US military strikes Iran boats as envoys discuss peace

Source: X
The US military has carried out strikes in southern Iran in what it described as defensive actions amid the continued ceasefire and talks for an end to the war.
US Central Command said the strikes on Monday (local time) against targets such as boats trying to lay mines and missile launch site were designed “to protect our troops from threats posed by Iranian forces”.
“US Central Command continues to defend our forces while using restraint during the ongoing ceasefire,” Navy Captain Tim Hawkins, a Central Command spokesman, said.
There has been a ceasefire between the US and Iran since April 7. There have been other small attacks in that time, none of which have violated the ceasefire’s terms.
Monday’s strikes came with Iran’s top negotiator and its foreign minister in Doha for talks with Qatar’s prime minister on a potential deal with the US to end the three-month-old war, an official briefed on the visit said.
In New Delhi earlier, US Secretary of State Marco Rubio said the US would give diplomacy every chance to succeed before considering whether to deal with Iran in “another way”.
There was a “pretty solid thing on the table in terms of their ability to open up the Strait [of Hormuz], get the strait open, enter into a very real, significant, time-limited negotiation on the nuclear matter, and hopefully we can pull it off”, Rubio said.

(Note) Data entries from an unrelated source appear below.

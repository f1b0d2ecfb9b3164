// Ultralytics 🚀 AGPL-3.0 License - https://ultralytics.com/license

//! 状态行渲染器 - 无窗口运行时周期性输出 FPS / 目标 / 云台角度

use std::time::{Duration, Instant};

use tracing::{debug, info};

use super::RenderSink;
use crate::actuator::ActuatorSnapshot;
use crate::detection::{Detection, Target};
use crate::input::Frame;

/// 调试输出间隔 (帧)
const DEBUG_EVERY_FRAMES: u64 = 20;

pub struct StatusRenderer {
    interval: Duration,
    debug: bool,
    show_angles: bool,

    // 统计
    frame_count: u64,
    fps_counter: u32,
    fps_timer: Instant,
    fps_display: u32,
    last_print: Option<Instant>,
    last_status: Option<String>,
}

impl StatusRenderer {
    /// `show_angles`: 舵机启用时在状态行附带角度
    pub fn new(interval: Duration, show_angles: bool) -> Self {
        Self {
            interval,
            debug: false,
            show_angles,
            frame_count: 0,
            fps_counter: 0,
            fps_timer: Instant::now(),
            fps_display: 0,
            last_print: None,
            last_status: None,
        }
    }

    pub fn with_debug(mut self, debug: bool) -> Self {
        self.debug = debug;
        self
    }

    /// 最近一次输出的状态行
    pub fn last_status(&self) -> Option<&str> {
        self.last_status.as_deref()
    }

    fn format_status(&self, target: Option<&Target<'_>>, actuator: ActuatorSnapshot) -> String {
        let label = target
            .map(|t| t.detection.class.as_str())
            .unwrap_or("scanning");
        let mut msg = format!("FPS: {} | Target: {}", self.fps_display, label);
        if self.show_angles {
            msg.push_str(&format!(
                " | pan={} tilt={}",
                actuator.pan.round() as i32,
                actuator.tilt.round() as i32
            ));
        }
        msg
    }
}

impl RenderSink for StatusRenderer {
    fn draw(
        &mut self,
        _frame: &Frame,
        detections: &[Detection],
        target: Option<&Target<'_>>,
        actuator: ActuatorSnapshot,
    ) {
        self.frame_count += 1;

        if self.debug && self.frame_count % DEBUG_EVERY_FRAMES == 1 {
            debug!(
                "detections={} target={}",
                detections.len(),
                target.map(|t| t.detection.class.as_str()).unwrap_or("none")
            );
        }

        self.fps_counter += 1;
        if self.fps_timer.elapsed() >= Duration::from_secs(1) {
            self.fps_display = self.fps_counter;
            self.fps_counter = 0;
            self.fps_timer = Instant::now();
        }

        // 前两帧总是输出,之后按间隔输出
        let due = self.frame_count <= 2
            || self
                .last_print
                .map_or(true, |t| t.elapsed() >= self.interval);
        if due {
            let status = self.format_status(target, actuator);
            info!("{}", status);
            self.last_print = Some(Instant::now());
            self.last_status = Some(status);
        }
    }
}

In a lengthy post on Truth Social on Monday, US President Donald Trump said talks with Iran were going “nicely”, but warned of fresh attacks if they failed.

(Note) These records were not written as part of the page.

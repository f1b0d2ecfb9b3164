// Ultralytics 🚀 AGPL-3.0 License - https://ultralytics.com/license

//! 舵机驱动能力 (Driver capability)
//!
//! 启动时探测一次: 真实硬件可用则用 PCA9685,否则降级为模拟驱动,运行期间不再切换

use std::collections::VecDeque;
use std::sync::{Arc, Mutex};

use tracing::{debug, info, warn};

use super::pca9685::Pca9685Servo;
use super::Axis;
use crate::config::TrackingConfig;
use crate::error::DriverError;

/// 舵机驱动接口
pub trait ServoDriver: Send {
    /// 写入目标角度 (调用方保证角度已截断到合法范围)
    fn apply(&mut self, axis: Axis, angle: f32) -> Result<(), DriverError>;

    /// 释放硬件
    fn release(&mut self) -> Result<(), DriverError>;

    fn name(&self) -> &str;
}

/// 模拟驱动保留的最近写入条数
pub const MOCK_HISTORY: usize = 256;

/// 模拟驱动记录的状态
///
/// 只保留最近 [`MOCK_HISTORY`] 次写入,长时间运行内存不增长
#[derive(Debug, Clone, Default, PartialEq)]
pub struct MockLog {
    pub pan: Option<f32>,
    pub tilt: Option<f32>,
    /// 累计写入次数
    pub write_count: u64,
    /// 最近的写入 (旧 → 新)
    pub recent: VecDeque<(Axis, f32)>,
    pub released: bool,
}

impl MockLog {
    fn record(&mut self, axis: Axis, angle: f32) {
        match axis {
            Axis::Pan => self.pan = Some(angle),
            Axis::Tilt => self.tilt = Some(angle),
        }
        self.write_count += 1;
        if self.recent.len() == MOCK_HISTORY {
            self.recent.pop_front();
        }
        self.recent.push_back((axis, angle));
    }
}

/// 模拟舵机: 只记录角度,不做任何硬件IO
#[derive(Clone, Default)]
pub struct MockServo {
    log: Arc<Mutex<MockLog>>,
}

impl MockServo {
    pub fn new() -> Self {
        Self::default()
    }

    /// 共享日志句柄 (驱动移交给执行器后仍可查看)
    pub fn log(&self) -> Arc<Mutex<MockLog>> {
        Arc::clone(&self.log)
    }

    fn with_log<T>(&self, f: impl FnOnce(&mut MockLog) -> T) -> T {
        // 日志只在本线程写入,锁中毒时沿用内部数据
        let mut log = self.log.lock().unwrap_or_else(|e| e.into_inner());
        f(&mut log)
    }
}

impl ServoDriver for MockServo {
    fn apply(&mut self, axis: Axis, angle: f32) -> Result<(), DriverError> {
        debug!("[mock] {} -> {:.1}", axis, angle);
        self.with_log(|log| log.record(axis, angle));
        Ok(())
    }

    fn release(&mut self) -> Result<(), DriverError> {
        self.with_log(|log| log.released = true);
        Ok(())
    }

    fn name(&self) -> &str {
        "mock"
    }
}

/// 驱动选择请求
#[derive(Debug, Clone, PartialEq)]
pub enum DriverRequest {
    /// 不使用硬件 (--no-servo / --mock)
    Mock,
    /// PCA9685 (Linux i2c-dev)
    Pca9685 { bus: u8, address: u16 },
}

/// 探测并创建舵机驱动; 真实驱动不可用时降级为模拟驱动 (不是致命错误)
///
/// 返回驱动和用于日志的描述
pub fn resolve_driver(
    request: &DriverRequest,
    config: &TrackingConfig,
) -> (Box<dyn ServoDriver>, String) {
    match request {
        DriverRequest::Mock => (Box::new(MockServo::new()), "mock (--no-servo)".to_string()),
        DriverRequest::Pca9685 { bus, address } => {
            match Pca9685Servo::open(*bus, *address, config.pan.channel, config.tilt.channel) {
                Ok(servo) => {
                    info!("✅ 舵机驱动: PCA9685 (i2c-{} @ {:#04x})", bus, address);
                    (Box::new(servo), "PCA9685".to_string())
                }
                Err(e) => {
                    warn!("⚠️ 舵机硬件不可用,使用模拟驱动: {}", e);
                    warn!("💡 提示: 检查I2C是否启用 (/dev/i2c-{}) 及接线", bus);
                    (Box::new(MockServo::new()), "mock (硬件不可用)".to_string())
                }
            }
        }
    }
}

#[cfg(test)]
mod tests {
    use super::*;

    #[test]
    fn test_mock_records_writes() {
        let mut servo = MockServo::new();
        let log = servo.log();
        servo.apply(Axis::Pan, 100.0).unwrap();
        servo.apply(Axis::Tilt, 60.0).unwrap();
        servo.apply(Axis::Pan, 101.5).unwrap();
        servo.release().unwrap();

        let log = log.lock().unwrap();
        assert_eq!(log.pan, Some(101.5));
        assert_eq!(log.tilt, Some(60.0));
        assert_eq!(log.write_count, 3);
        assert_eq!(log.recent.len(), 3);
        assert!(log.released);
    }

    #[test]
    fn test_mock_history_is_bounded() {
        let mut servo = MockServo::new();
        let log = servo.log();
        for i in 0..100_000u32 {
            servo.apply(Axis::Pan, (i % 180) as f32).unwrap();
        }

        let log = log.lock().unwrap();
        assert_eq!(log.write_count, 100_000);
        assert_eq!(log.recent.len(), MOCK_HISTORY);
        // 最后一次写入 99_999 % 180 = 99
        assert_eq!(log.recent.back(), Some(&(Axis::Pan, 99.0)));
        assert_eq!(log.pan, Some(99.0));
    }

    #[test]
    fn test_missing_hardware_degrades_to_mock() {
        // 不存在的总线号,探测必然失败
        let request = DriverRequest::Pca9685 {
            bus: 250,
            address: 0x40,
        };
        let (driver, label) = resolve_driver(&request, &TrackingConfig::default());
        assert_eq!(driver.name(), "mock");
        assert!(label.starts_with("mock"));
    }

    #[test]
    fn test_mock_request() {
        let (driver, label) = resolve_driver(&DriverRequest::Mock, &TrackingConfig::default());
        assert_eq!(driver.name(), "mock");
        assert_eq!(label, "mock (--no-servo)");
    }
}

It “will only be a Great Deal for all, or no Deal at all,” he wrote.
The official briefed on the Iranians’ Doha visit told Reuters the discussions focused primarily on the Strait of Hormuz and Iran’s stockpile of highly enriched uranium. Iran’s central bank governor was there to discuss the potential release of frozen Iranian funds as part of a final deal.

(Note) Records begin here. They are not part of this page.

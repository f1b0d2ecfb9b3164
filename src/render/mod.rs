/// 渲染系统 (Render System)
///
/// 渲染属于外部组件,控制循环每帧调用一次 `RenderSink::draw`,不关心返回
/// - StatusRenderer:  周期性日志状态行 (无窗口模式)
/// - OverlayRenderer: 在帧上绘制检测框与准星,按间隔保存为图片
pub mod overlay;
pub mod status;

pub use overlay::OverlayRenderer;
pub use status::StatusRenderer;

use crate::actuator::ActuatorSnapshot;
use crate::detection::{Detection, Target};
use crate::input::Frame;

pub trait RenderSink {
    fn draw(
        &mut self,
        frame: &Frame,
        detections: &[Detection],
        target: Option<&Target<'_>>,
        actuator: ActuatorSnapshot,
    );
}

/// 多个渲染器依次调用
impl RenderSink for Vec<Box<dyn RenderSink>> {
    fn draw(
        &mut self,
        frame: &Frame,
        detections: &[Detection],
        target: Option<&Target<'_>>,
        actuator: ActuatorSnapshot,
    ) {
        for sink in self.iter_mut() {
            sink.draw(frame, detections, target, actuator);
        }
    }
}

/// 不做任何渲染
pub struct NullRenderer;

impl RenderSink for NullRenderer {
    fn draw(&mut self, _: &Frame, _: &[Detection], _: Option<&Target<'_>>, _: ActuatorSnapshot) {}
}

Iran’s foreign ministry spokesperson Esmaeil Baghaei said earlier that nuclear issues would be negotiated on only if the framework accord was agreed first.
Trump has said his key aim in the war is to prevent Iran from developing a nuclear weapon with its highly enriched uranium.
Tehran has consistently denied any plans to do that.
The two sides remain at odds on other issues, such as Israel’s war in Lebanon with the Iranian-backed Hezbollah militia and Tehran’s demands for the lifting of sanctions and the release of tens of billions of dollars of Iranian oil revenues frozen in foreign banks.
As efforts to reach a deal continued on Monday, Iran said it had downed a “hostile” stealth drone using a new air defence system, Iranian news agencies reported.
“This is a sign from us that no more stealth drones can penetrate the skies of the Persian Gulf,” Fars quoted unnamed officials as saying.
In his Truth Social post, Trump also called on more Arab and Muslim states to sign up to the Abraham Accords. They were brokered during his first term in office and aimed at normalising ties between those states and Israel.
Trump said Saudi Arabia and Qatar should immediately sign and Pakistan, Egypt, Jordan and Turkey should follow, calling his request mandatory.
“It may be possible that one or two have a reason for not doing so, and that will be accepted, but most should be ready, willing, and able to make this Settlement with Iran a far more Historic Event than it would, otherwise, be,” he said, adding he was “mandatorily requesting” the step.
“If they don’t, they should not be part of this Deal in that it shows bad intention.”
There was reportedly a long silence on a weekend call between leaders when Trump made a similar demand.
“There was silence on the line and Trump joked and asked if they are still there,” one official has told US outlet Axios.
A Pakistani source familiar with the matter said that the statement reflected an attempt to use the Iran diplomacy for a wider push around the accords – but that the two issues were “not interlinked and cannot be made so”.
Others saw the suggestion as aimed at making an Iran deal more palatable to sceptics.
“Trump is trying to sell an Iran deal as an Abraham Accords sequel: Good for Israel, good for the region, tough enough for Washington,” said Ali Vaez, Iran project director at the International Crisis Group.
“But he is trading one fantasy for another – from forcing Iran to surrender to pretending a fragile deal can anchor a new Middle East order.”
Baghaei said there were no specific details on the potential Iran deal on managing the Strait of Hormuz, through which about a fifth of the world’s oil and liquefied gas usually flows.
He said Iran wouldn’t charge tolls for ships to pass but there would be a cost for services offered such as navigation and steps to protect the environment, under a protocol to be agreed with Oman, which lies on the opposite shore of the waterway.
Iran’s state TV said on Monday that 32 vessels and five oil tankers passed through the strait in the past 24 hours with the authorisation of Iran’s Revolutionary Guards naval forces.